Where a line of the records contains the word "tables", show that line.
RECORDS TO USE Start Marker
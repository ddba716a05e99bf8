//! Conversational Backend
//!
//! Everything the relay knows about the backend service: the wire protocol
//! of the duplex streaming connection, the trait seam the orchestration
//! core depends on, and the concrete HTTP + WebSocket implementation.

pub mod agent;
pub mod protocol;
pub mod traits;

pub use agent::AgentWsBackend;
pub use protocol::{ChunkPayload, ClientMessage, ServerMessage};
pub use traits::{AgentBackend, BackendError, BackendSocket, SessionId};
//! Persistent symbol table cache
//!
//! Stores symbol tables keyed by `(debug_name, breakpad_id)` in an embedded
//! SQLite database. The number of resident tables is capped (least recently
//! used go first, checked after every store) and an optional age limit
//! drops stale tables whenever the database is opened.

mod clock;
mod config;
mod database;
mod error;
pub mod eviction;
mod migrate;
mod types;

pub use clock::{Clock, ManualClock, SystemClock};
pub use config::SymbolStoreConfig;
pub use database::SymbolStoreDb;
pub use error::{Result, SymbolStoreError};
pub use types::{StoreStats, SymbolTable};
RECORDS TO USE End Marker
SOLUTION FOR THIS TASK
//! Stores symbol tables keyed by `(debug_name, breakpad_id)` in an embedded
//! SQLite database. The number of resident tables is capped (least recently
//! drops stale tables whenever the database is opened.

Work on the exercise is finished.